Ese Tourmalet marcó la victoria más emocional del galdakoztarra, la última del Euskaltel-Euskadi en la Vuelta, comenzó maldiciendo. No es como se empieza, si no, como se acaba. “Eché un juramento por no coger una escapada que se formó. Me costó Dios y ayuda coger la escapada buena”, rememora de aquel día lejano en el tiempo. El vizcaíno agarró al corte bueno en Liendo. Fue el primero en acceder a Euskadi 33 años después de la última visita de un pelotón de la Vuelta. Pidió permiso a sus compañeros de fuga y le concedieron ese honor.

Sentía Antón las piernas juguetonas. El gozo se le disparó en el primer paso por El Vivero, su montaña. Su segundo hogar. El puerto que le fue haciendo ciclista, el alfarero de sus piernas. La subida no posee la mística del Zoncolan, en Italia, donde hizo cumbre, pero es incomparable en lo emocional. En realidad, El Vivero es un no lugar, un territorio que pertenece a la memoria y a los sentimientos más que a la geografía. Aquella tarde de luz espléndida, El Vivero, ardiente, bramaba en favor del vizcaino. “La primera pasada subí mirando a la gente, disfrutando, como si fuera un espectador más. Era impresionante todo la gente que había”, comenta. 
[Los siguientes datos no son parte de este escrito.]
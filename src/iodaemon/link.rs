use super::frame::{Input, write_frame};
use super::handoff::{MAX_HANDOFF_FDS, receive_fds};
use crate::errors::LinkError;
use std::fs::File;
use std::io::{self, BufRead, BufReader, Read, Write};
use std::os::unix::net::UnixStream;
use std::path::Path;
use std::thread;
use tracing::debug;

const INPUT_CHUNK: usize = 32 * 1024;

/// A client attached to a running broker.
pub struct Link {
    conn: UnixStream,
    pub stdout: File,
    pub stderr: File,
    status: BufReader<File>,
}

impl Link {
    pub fn attach(socket_path: impl AsRef<Path>) -> Result<Self, LinkError> {
        let conn = UnixStream::connect(socket_path)?;
        let fds = receive_fds(&conn)?;
        let found = fds.len();

        let Ok([stdout, stderr, status]) = <[_; MAX_HANDOFF_FDS]>::try_from(fds) else {
            return Err(LinkError::MissingDescriptors {
                expected: MAX_HANDOFF_FDS,
                found,
            });
        };

        Ok(Link {
            conn,
            stdout: stdout.into(),
            stderr: stderr.into(),
            status: BufReader::new(status.into()),
        })
    }

    pub fn send(&mut self, data: &[u8]) -> Result<(), LinkError> {
        write_frame(&mut self.conn, &Input::data(data))?;
        Ok(())
    }

    /// Close the process's input. Nothing may be sent afterwards.
    pub fn close_input(&mut self) -> Result<(), LinkError> {
        write_frame(&mut self.conn, &Input::eof())?;
        Ok(())
    }

    /// Block until the daemon publishes the exit status.
    ///
    /// Only one attached client receives the status line.
    pub fn exit_status(&mut self) -> Result<i32, LinkError> {
        let mut line = String::new();
        self.status.read_line(&mut line)?;
        let trimmed = line.trim();
        trimmed
            .parse()
            .map_err(|_| LinkError::InvalidStatus(trimmed.to_string()))
    }

    /// Wire this process's own stdio to the remote one and return its exit code.
    pub fn run(mut self) -> Result<i32, LinkError> {
        let stdout = self.stdout.try_clone()?;
        let stderr = self.stderr.try_clone()?;
        let out_pump = thread::spawn(move || pump(stdout, io::stdout()));
        let err_pump = thread::spawn(move || pump(stderr, io::stderr()));

        let conn = self.conn.try_clone()?;
        thread::spawn(move || forward_stdin(io::stdin(), conn));

        let code = self.exit_status()?;
        let _ = out_pump.join();
        let _ = err_pump.join();
        Ok(code)
    }
}

fn pump(mut from: File, mut to: impl Write) {
    // A tty master reports EIO once the terminal is gone; treat any error as EOF.
    if let Err(err) = io::copy(&mut from, &mut to) {
        debug!(%err, "output stream ended");
    }
    let _ = to.flush();
}

fn forward_stdin(mut from: impl Read, mut conn: UnixStream) {
    let mut buf = vec![0u8; INPUT_CHUNK];
    loop {
        let frame = match from.read(&mut buf) {
            Ok(0) => Input::eof(),
            Ok(n) => Input::data(&buf[..n]),
            Err(err) if err.kind() == io::ErrorKind::Interrupted => continue,
            Err(err) => {
                debug!(%err, "reading stdin failed");
                Input::eof()
            }
        };

        let eof = frame.eof;
        if write_frame(&mut conn, &frame).is_err() || eof {
            return;
        }
    }
}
La muchedumbre respondía a la cadena que nunca cesa, a la herencia de la memoria, a la dinastía de los recuerdos que conectan generaciones. Era la misma estampa en otro tiempo. La postal de Loroño atacando en Sollube la Vuelta de 1956. El pueblo como cuneta, soporte y muelle. En ese ambiente embriagador, el impulso de Igor se produjo en la segunda pasada por la cima, donde su familia le encuadraba. Entró en trance Antón, como poseído. Corría con las piernas de miles de aficionados. “Los sueños son la energía que nos mueven, ¿no?”, dice el ciclista. El de Igor Antón era del tamaño del Guggenheim. Grandioso. “Pasar en cabeza por allí también era bonito”. La ciudad era suya. La realidad de la fatiga le cuestionaba el sueño. “Mi pensamiento era que no desfalleciera”, recuerda Antón, que giró a la derecha para encontrarse cara a cara con la Gran Vía. “Cuando gané dije que lo hice en la capital del mundo. Tiene algo de fanfarrón, pero no sé... Lo sentía así”, diserta el ciclista vasco.
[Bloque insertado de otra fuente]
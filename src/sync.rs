//! Host/container rendezvous over a pair of pipes.
//!
//! Container setup is a strict two-turn barrier: the host prepares the
//! environment (id maps) and signals, the container's init enters its
//! namespaces and signals back. [`Handshake`] tracks which turn we are on so
//! that a skipped step or a dead peer fails the creation instead of racing.

use crate::errors::SyncError;
use crate::process::pipe;
use std::fs::File;
use std::io::{self, Read, Write};
use std::os::fd::{AsRawFd, RawFd};

/// Byte written for each turn. Anything else on the pipe is a protocol error.
const TURN: u8 = b'\n';

/// Something that can tell the peer its turn has come.
pub trait Signaller {
    fn signal(&mut self) -> Result<(), SyncError>;
}

/// Something that can block until the peer signals.
pub trait Waiter {
    fn wait(&mut self) -> Result<(), SyncError>;
}

/// One side of the pipe pair: reads the peer's signals, writes our own.
pub struct PipeSynchronizer {
    reader: File,
    writer: File,
}

/// Create connected synchronizers, `(host, container)`.
///
/// Both pipes are close-on-exec so the container's copy disappears once init
/// execs the workload.
pub fn pipe_pair() -> io::Result<(PipeSynchronizer, PipeSynchronizer)> {
    let (container_reader, host_writer) = pipe()?;
    let (host_reader, container_writer) = pipe()?;

    Ok((
        PipeSynchronizer {
            reader: host_reader,
            writer: host_writer,
        },
        PipeSynchronizer {
            reader: container_reader,
            writer: container_writer,
        },
    ))
}

impl PipeSynchronizer {
    pub fn raw_fds(&self) -> [RawFd; 2] {
        [self.reader.as_raw_fd(), self.writer.as_raw_fd()]
    }
}

impl Signaller for PipeSynchronizer {
    fn signal(&mut self) -> Result<(), SyncError> {
        self.writer.write_all(&[TURN])?;
        Ok(())
    }
}

impl Waiter for PipeSynchronizer {
    fn wait(&mut self) -> Result<(), SyncError> {
        let mut byte = [0u8; 1];
        self.reader.read_exact(&mut byte)?;
        match byte[0] {
            TURN => Ok(()),
            other => Err(SyncError::UnexpectedSignal(other)),
        }
    }
}

#[derive(Debug, Clone, Copy, PartialEq, Eq)]
pub enum Phase {
    Unsynced,
    HostSignaledReady,
    ContainerNamespacesEntered,
    Done,
    /// A signal failed; the setup attempt is over.
    Abandoned,
}

/// Phase machine for one container creation, usable from either side.
///
/// The host calls [`signal_ready`](Self::signal_ready) then
/// [`await_namespaces`](Self::await_namespaces); the container calls
/// [`await_ready`](Self::await_ready) then
/// [`signal_namespaces_entered`](Self::signal_namespaces_entered). Both
/// finish with [`finish`](Self::finish).
pub struct Handshake<C> {
    channel: C,
    phase: Phase,
}

impl<C: Signaller + Waiter> Handshake<C> {
    pub fn new(channel: C) -> Self {
        Handshake {
            channel,
            phase: Phase::Unsynced,
        }
    }

    pub fn phase(&self) -> Phase {
        self.phase
    }

    pub fn signal_ready(&mut self) -> Result<(), SyncError> {
        self.advance(Phase::Unsynced, Phase::HostSignaledReady, C::signal)
    }

    pub fn await_ready(&mut self) -> Result<(), SyncError> {
        self.advance(Phase::Unsynced, Phase::HostSignaledReady, C::wait)
    }

    pub fn signal_namespaces_entered(&mut self) -> Result<(), SyncError> {
        self.advance(
            Phase::HostSignaledReady,
            Phase::ContainerNamespacesEntered,
            C::signal,
        )
    }

    pub fn await_namespaces(&mut self) -> Result<(), SyncError> {
        self.advance(
            Phase::HostSignaledReady,
            Phase::ContainerNamespacesEntered,
            C::wait,
        )
    }

    /// Close out the handshake, releasing the channel.
    pub fn finish(mut self) -> Result<C, SyncError> {
        self.advance(Phase::ContainerNamespacesEntered, Phase::Done, |_| Ok(()))?;
        Ok(self.channel)
    }

    fn advance(
        &mut self,
        expected: Phase,
        next: Phase,
        step: impl FnOnce(&mut C) -> Result<(), SyncError>,
    ) -> Result<(), SyncError> {
        if self.phase != expected {
            return Err(SyncError::OutOfOrder {
                expected,
                found: self.phase,
            });
        }

        match step(&mut self.channel) {
            Ok(()) => {
                tracing::debug!(from = ?expected, to = ?next, "handshake advanced");
                self.phase = next;
                Ok(())
            }
            Err(err) => {
                self.phase = Phase::Abandoned;
                Err(err)
            }
        }
    }
}

#[cfg(test)]
mod tests {
    use super::*;
    use mockall::mock;
    use mockall::Sequence;
    use std::thread;
    use std::time::{Duration, Instant};

    mock! {
        Channel {}
        impl Signaller for Channel {
            fn signal(&mut self) -> Result<(), SyncError>;
        }
        impl Waiter for Channel {
            fn wait(&mut self) -> Result<(), SyncError>;
        }
    }

    #[test]
    fn test_host_side_signals_then_waits() {
        let mut seq = Sequence::new();
        let mut channel = MockChannel::new();
        channel
            .expect_signal()
            .times(1)
            .in_sequence(&mut seq)
            .returning(|| Ok(()));
        channel
            .expect_wait()
            .times(1)
            .in_sequence(&mut seq)
            .returning(|| Ok(()));

        let mut handshake = Handshake::new(channel);
        handshake.signal_ready().unwrap();
        assert_eq!(handshake.phase(), Phase::HostSignaledReady);
        handshake.await_namespaces().unwrap();
        assert_eq!(handshake.phase(), Phase::ContainerNamespacesEntered);
        handshake.finish().unwrap();
    }

    #[test]
    fn test_phases_cannot_be_skipped() {
        let mut channel = MockChannel::new();
        channel.expect_signal().never();
        channel.expect_wait().never();

        let mut handshake = Handshake::new(channel);
        let err = handshake.signal_namespaces_entered().unwrap_err();

        assert!(matches!(
            err,
            SyncError::OutOfOrder {
                expected: Phase::HostSignaledReady,
                found: Phase::Unsynced,
            }
        ));
        assert_eq!(handshake.phase(), Phase::Unsynced);
    }

    #[test]
    fn test_failed_wait_abandons_handshake() {
        let mut channel = MockChannel::new();
        channel.expect_signal().times(1).returning(|| Ok(()));
        channel.expect_wait().times(1).returning(|| {
            Err(SyncError::Io(io::Error::new(
                io::ErrorKind::UnexpectedEof,
                "peer died",
            )))
        });

        let mut handshake = Handshake::new(channel);
        handshake.signal_ready().unwrap();
        assert!(matches!(
            handshake.await_namespaces(),
            Err(SyncError::Io(_))
        ));
        assert_eq!(handshake.phase(), Phase::Abandoned);
        assert!(handshake.finish().is_err());
    }

    #[test]
    fn test_finish_before_namespaces_fails() {
        let mut channel = MockChannel::new();
        channel.expect_signal().times(1).returning(|| Ok(()));

        let mut handshake = Handshake::new(channel);
        handshake.signal_ready().unwrap();

        assert!(matches!(
            handshake.finish(),
            Err(SyncError::OutOfOrder { .. })
        ));
    }

    #[test]
    fn test_container_waits_for_delayed_host() {
        let (host, container) = pipe_pair().unwrap();
        let delay = Duration::from_millis(200);

        let host_thread = thread::spawn(move || {
            let mut handshake = Handshake::new(host);
            thread::sleep(delay);
            let signaled_at = Instant::now();
            handshake.signal_ready().unwrap();
            handshake.await_namespaces().unwrap();
            handshake.finish().unwrap();
            signaled_at
        });

        let mut handshake = Handshake::new(container);
        handshake.await_ready().unwrap();
        let proceeded_at = Instant::now();
        handshake.signal_namespaces_entered().unwrap();
        handshake.finish().unwrap();

        let signaled_at = host_thread.join().unwrap();
        assert!(proceeded_at >= signaled_at);
    }

    #[test]
    fn test_dead_peer_is_an_error() {
        let (host, container) = pipe_pair().unwrap();
        drop(host);

        let mut handshake = Handshake::new(container);
        let err = handshake.await_ready().unwrap_err();

        match err {
            SyncError::Io(err) => assert_eq!(err.kind(), io::ErrorKind::UnexpectedEof),
            other => panic!("unexpected error: {other}"),
        }
    }

    #[test]
    fn test_garbage_byte_is_rejected() {
        let (host, mut container) = pipe_pair().unwrap();
        let PipeSynchronizer { mut writer, .. } = host;
        writer.write_all(b"x").unwrap();

        assert!(matches!(
            container.wait(),
            Err(SyncError::UnexpectedSignal(b'x'))
        ));
    }
}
“El Vivero ha sido mi universidad ciclista. De pequeño, subirlo, era como subir el Tourmalet”

Igor Antón - Exciclista

“Noté la piel de gallina”

Le esperaba a Antón la avenida de los edificios de rostro aristocrático y arquitectura burguesa cincelados por el peso de la historia de la villa. Una calle sin coches, atestada de aficionados en sus márgenes, el rompeolas de la gran marea naranja. Una misa pagana de exaltación. “En cuanto giré y vi todo aquello, noté la piel de gallina”. Entre el escalofrío y la felicidad, miró por el retrovisor. Giró el cuello para asegurarse de que nadie le perseguía. Entonces, levitó. “En el Zoncolan, por ejemplo, la felicidad fue muy grande, pero lo de Bilbao fue diferente, más intenso”. 

“En el Zoncolan la felicidad fue muy grande, pero lo de Bilbao fue más intenso, mi mejor victoria”

Igor Antón - Exciclista

La villa con la tarde encendida, el ánimo incendiado, era una caja de resonancia magnífica. Éxtasis en el Sagrado Corazón. “Sabía que no se me escapaba la victoria y traté de disfrutarla al máximo”. Antón estaba en el cielo. Si no era el tipo más feliz de la tierra lo parecía mucho. Miguel Madariaga, mánager del Euskaltel-Euskadi entonces, le recibió con ese orgullo que muestran los padres cuando presentan a los buenos hijos. Antón, que había saludado con la mirada a su familia en El Vivero, no volvió a pisar la tierra en la Gran Vía. Ingrávido, el suyo fue un viaje a la Luna desde la montaña mágica.